To permit the levying of tax or duty on the initial acquisition of a newly issued security amounts in reality to taxing the very issue of that security as it forms an integral part of an overall transaction with regard to the raising of capital.
That initial acquisition cannot be considered to constitute a ‘transfer’ within the meaning of Article 12(1)(a) of Directive 69/335 if it is not to deprive Article 11(a) of that directive of its practical effect and call in question the clear distinction established by those two articles between the concepts of ‘issue’ and ‘transfer’. In fact, such an interpretation would have the consequence that issues could nevertheless be subject to a tax or duty, although they, while necessarily involving an acquisition of newly issued securities, must not, under Article 11(a), be subject to any taxes or duties other than capital duty. Accordingly, a tax on that initial acquisition cannot fall within the derogation under Article 12(1)(a). Moreover, that tax cannot be considered, in reality, to apply to future transfers, since neither the tax basis of that tax nor the taxable person is determined by reference to such transfers, which are in any event hypothetical.
Therefore, to the extent that that tax is levied on new securities following an increase in capital, such a tax constitutes taxation for the purposes of Article 11(a) of that directive which is prohibited by that provision.

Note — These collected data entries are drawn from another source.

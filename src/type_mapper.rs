//! Type Mapper
//!
//! Translates the column types a source reports into the canonical types the
//! local snapshot store understands. Resolution order:
//! 1. the standard SQL type code,
//! 2. the vendor type name against the named-type catalog,
//! 3. the injected override table for vendor idioms.

use crate::error::{AppError, AppResult};
use serde::{Deserialize, Serialize};
use std::collections::HashMap;
use std::fmt;
use std::str::FromStr;

/// Standard SQL type codes, numbered as JDBC numbers them.
#[derive(Debug, Clone, Copy, PartialEq, Eq, Hash, Serialize, Deserialize)]
#[serde(rename_all = "SCREAMING_SNAKE_CASE")]
pub enum SqlType {
    Bit,
    Boolean,
    TinyInt,
    SmallInt,
    Integer,
    BigInt,
    Float,
    Real,
    Double,
    Numeric,
    Decimal,
    Char,
    Varchar,
    LongVarchar,
    NChar,
    NVarchar,
    LongNVarchar,
    Clob,
    NClob,
    Binary,
    Varbinary,
    LongVarbinary,
    Blob,
    Date,
    Time,
    TimeWithTimezone,
    Timestamp,
    TimestampWithTimezone,
    Array,
    Struct,
    Null,
    /// Vendor specific; resolved by type name.
    Other,
}

impl SqlType {
    /// Numeric code of this type (`java.sql.Types` numbering).
    pub fn code(self) -> i32 {
        match self {
            SqlType::Bit => -7,
            SqlType::Boolean => 16,
            SqlType::TinyInt => -6,
            SqlType::SmallInt => 5,
            SqlType::Integer => 4,
            SqlType::BigInt => -5,
            SqlType::Float => 6,
            SqlType::Real => 7,
            SqlType::Double => 8,
            SqlType::Numeric => 2,
            SqlType::Decimal => 3,
            SqlType::Char => 1,
            SqlType::Varchar => 12,
            SqlType::LongVarchar => -1,
            SqlType::NChar => -15,
            SqlType::NVarchar => -9,
            SqlType::LongNVarchar => -16,
            SqlType::Clob => 2005,
            SqlType::NClob => 2011,
            SqlType::Binary => -2,
            SqlType::Varbinary => -3,
            SqlType::LongVarbinary => -4,
            SqlType::Blob => 2004,
            SqlType::Date => 91,
            SqlType::Time => 92,
            SqlType::TimeWithTimezone => 2013,
            SqlType::Timestamp => 93,
            SqlType::TimestampWithTimezone => 2014,
            SqlType::Array => 2003,
            SqlType::Struct => 2002,
            SqlType::Null => 0,
            SqlType::Other => 1111,
        }
    }
}

/// Canonical logical type of a snapshot column
#[derive(Debug, Clone, Copy, PartialEq, Eq, Hash, Serialize, Deserialize)]
#[serde(rename_all = "SCREAMING_SNAKE_CASE")]
pub enum CanonicalType {
    Boolean,
    TinyInt,
    SmallInt,
    Integer,
    BigInt,
    Decimal,
    Real,
    Double,
    Char,
    Varchar,
    Clob,
    Blob,
    Date,
    Time,
    Timestamp,
    TimestampTz,
    Uuid,
    Json,
}

impl CanonicalType {
    /// Type name used in the local store's `CREATE TABLE`.
    ///
    /// `precision` and `scale` are the normalized values, `-1` meaning
    /// "not applicable".
    pub fn ddl(self, precision: i32, scale: i32) -> String {
        match self {
            CanonicalType::Boolean => "BOOLEAN".to_string(),
            CanonicalType::TinyInt => "TINYINT".to_string(),
            CanonicalType::SmallInt => "SMALLINT".to_string(),
            CanonicalType::Integer => "INTEGER".to_string(),
            CanonicalType::BigInt => "BIGINT".to_string(),
            CanonicalType::Decimal => match (precision > 0, scale >= 0) {
                (true, true) => format!("DECIMAL({}, {})", precision, scale),
                (true, false) => format!("DECIMAL({})", precision),
                _ => "DECIMAL".to_string(),
            },
            CanonicalType::Real => "REAL".to_string(),
            CanonicalType::Double => "DOUBLE".to_string(),
            CanonicalType::Char if precision > 0 => format!("CHAR({})", precision),
            CanonicalType::Char => "CHAR".to_string(),
            CanonicalType::Varchar if precision > 0 => format!("VARCHAR({})", precision),
            CanonicalType::Varchar => "VARCHAR".to_string(),
            CanonicalType::Clob => "CLOB".to_string(),
            CanonicalType::Blob => "BLOB".to_string(),
            CanonicalType::Date => "DATE".to_string(),
            CanonicalType::Time => "TIME".to_string(),
            CanonicalType::Timestamp => "TIMESTAMP".to_string(),
            CanonicalType::TimestampTz => "TIMESTAMP WITH TIME ZONE".to_string(),
            CanonicalType::Uuid => "UUID".to_string(),
            CanonicalType::Json => "JSON".to_string(),
        }
    }

    pub fn is_temporal(self) -> bool {
        matches!(
            self,
            CanonicalType::Date | CanonicalType::Timestamp | CanonicalType::TimestampTz
        )
    }

    pub fn is_integral(self) -> bool {
        matches!(
            self,
            CanonicalType::TinyInt
                | CanonicalType::SmallInt
                | CanonicalType::Integer
                | CanonicalType::BigInt
        )
    }

    /// Resolve a type through the named-type catalog.
    pub fn from_name(name: &str) -> Option<Self> {
        let base = name.trim().to_ascii_uppercase();
        let canonical = match base.as_str() {
            "BOOL" | "BOOLEAN" | "BIT" => CanonicalType::Boolean,
            "TINYINT" => CanonicalType::TinyInt,
            "INT2" | "SMALLINT" => CanonicalType::SmallInt,
            "INT" | "INT4" | "INTEGER" | "MEDIUMINT" => CanonicalType::Integer,
            "INT8" | "BIGINT" => CanonicalType::BigInt,
            "NUMERIC" | "DECIMAL" | "NUMBER" | "MONEY" => CanonicalType::Decimal,
            "FLOAT4" | "REAL" => CanonicalType::Real,
            "FLOAT8" | "FLOAT" | "DOUBLE" | "DOUBLE PRECISION" => CanonicalType::Double,
            "CHAR" | "BPCHAR" | "NCHAR" | "CHARACTER" => CanonicalType::Char,
            "VARCHAR" | "VARCHAR2" | "NVARCHAR" | "NVARCHAR2" | "CHARACTER VARYING"
            | "TEXT" | "CITEXT" | "NAME" | "INET" | "CIDR" | "MACADDR" | "INTERVAL" => {
                CanonicalType::Varchar
            }
            "CLOB" | "NCLOB" | "XML" | "LONGTEXT" => CanonicalType::Clob,
            "BLOB" | "BYTEA" | "BINARY" | "VARBINARY" | "LONGBLOB" => CanonicalType::Blob,
            "DATE" => CanonicalType::Date,
            "TIME" | "TIMETZ" => CanonicalType::Time,
            "TIMESTAMP" | "DATETIME" => CanonicalType::Timestamp,
            "TIMESTAMPTZ" => CanonicalType::TimestampTz,
            "UUID" | "UNIQUEIDENTIFIER" => CanonicalType::Uuid,
            "JSON" | "JSONB" => CanonicalType::Json,
            _ => return None,
        };
        Some(canonical)
    }
}

impl fmt::Display for CanonicalType {
    fn fmt(&self, f: &mut fmt::Formatter<'_>) -> fmt::Result {
        f.write_str(&self.ddl(-1, -1))
    }
}

impl FromStr for CanonicalType {
    type Err = AppError;

    fn from_str(s: &str) -> Result<Self, Self::Err> {
        CanonicalType::from_name(s)
            .ok_or_else(|| AppError::Config(format!("Unknown canonical type: {}", s)))
    }
}

/// Maps source column types onto canonical types
#[derive(Debug, Clone)]
pub struct TypeMapper {
    /// Upper-cased vendor type name -> canonical type
    overrides: HashMap<String, CanonicalType>,
}

impl TypeMapper {
    pub fn new(overrides: HashMap<String, CanonicalType>) -> Self {
        let overrides = overrides
            .into_iter()
            .map(|(name, ty)| (name.to_ascii_uppercase(), ty))
            .collect();
        Self { overrides }
    }

    /// Default vendor idioms: floating types reported by name only.
    pub fn default_overrides() -> HashMap<String, CanonicalType> {
        HashMap::from([
            ("BINARY_DOUBLE".to_string(), CanonicalType::Double),
            ("BINARY_FLOAT".to_string(), CanonicalType::Real),
        ])
    }

    /// Resolve the canonical type of `table.column`.
    pub fn map_type(
        &self,
        table: &str,
        column: &str,
        sql_type: SqlType,
        type_name: &str,
    ) -> AppResult<CanonicalType> {
        let by_code = match sql_type {
            SqlType::Other => None,
            standard => Self::from_standard(standard),
        };

        by_code
            .or_else(|| CanonicalType::from_name(type_name))
            .or_else(|| self.overrides.get(&type_name.to_ascii_uppercase()).copied())
            .ok_or_else(|| AppError::UnknownType {
                table: table.to_string(),
                column: column.to_string(),
                code: sql_type.code(),
                type_name: type_name.to_string(),
            })
    }

    fn from_standard(sql_type: SqlType) -> Option<CanonicalType> {
        let canonical = match sql_type {
            SqlType::Bit | SqlType::Boolean => CanonicalType::Boolean,
            SqlType::TinyInt => CanonicalType::TinyInt,
            SqlType::SmallInt => CanonicalType::SmallInt,
            SqlType::Integer => CanonicalType::Integer,
            SqlType::BigInt => CanonicalType::BigInt,
            SqlType::Real => CanonicalType::Real,
            SqlType::Float | SqlType::Double => CanonicalType::Double,
            SqlType::Numeric | SqlType::Decimal => CanonicalType::Decimal,
            SqlType::Char | SqlType::NChar => CanonicalType::Char,
            SqlType::Varchar | SqlType::NVarchar => CanonicalType::Varchar,
            SqlType::LongVarchar
            | SqlType::LongNVarchar
            | SqlType::Clob
            | SqlType::NClob => CanonicalType::Clob,
            SqlType::Binary
            | SqlType::Varbinary
            | SqlType::LongVarbinary
            | SqlType::Blob => CanonicalType::Blob,
            SqlType::Date => CanonicalType::Date,
            SqlType::Time | SqlType::TimeWithTimezone => CanonicalType::Time,
            SqlType::Timestamp => CanonicalType::Timestamp,
            SqlType::TimestampWithTimezone => CanonicalType::TimestampTz,
            SqlType::Array | SqlType::Struct | SqlType::Null | SqlType::Other => return None,
        };
        Some(canonical)
    }
}

impl Default for TypeMapper {
    fn default() -> Self {
        Self::new(Self::default_overrides())
    }
}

(see paras 32, 34-38, operative part)
JUDGMENT OF THE COURT (Second Chamber)
1 October 2009 (*)
(Indirect taxation – Raising of capital – Levying of a duty of 1.5% on the transfer or issue of shares into a clearance service)
In Case C-569/07,
REFERENCE for a preliminary ruling under Article 234 EC from the Special Commissioners of Income Tax, London (United Kingdom), made by decision of 19 December 2007, received at the Court on 24 December 2007, in the proceedings
HSBC Holdings plc,
Vidacos Nominees Ltd
v
The Commissioners of Her Majesty’s Revenue & Customs,
THE COURT (Second Chamber),
composed of C.W.A. Timmermans, President of the Chamber, J.-C. Bonichot, K. Schiemann, J. Makarczyk (Rapporteur) and L. Bay Larsen, Judges,
Advocate General: P. Mengozzi,
Registrar: K. Sztranc-Sławiczek, Administrator,
having regard to the written procedure and further to the hearing on 15 January 2009,
after considering the observations submitted on behalf of:
– HSBC Holdings plc, by R. Norton, solicitor, I. Glick QC, and D. Jowell, Barrister,
– the United Kingdom Government, by M. Hall, I. Rao and R. Thomas, acting as Agents,
– the Commission of the European Communities, by R. Lyal and M. Afonso, acting as Agents,
after hearing the Opinion of the Advocate General at the sitting on 18 March 2009,
gives the following
Judgment
1 This reference for a preliminary ruling concerns the interpretation of Articles 10 and 11 of Council Directive 69/335/EEC of 17 July 1969 concerning indirect taxes on the raising of capital (OJ English Special Edition 1969 (II), p. 412), as amended by Council Directive 85/303/EEC of 10 June 1985 (OJ 1985 L 156, p. 23) (‘the directive’), and Articles 43 EC, 49 EC or 56 EC or any other provision of European Community law.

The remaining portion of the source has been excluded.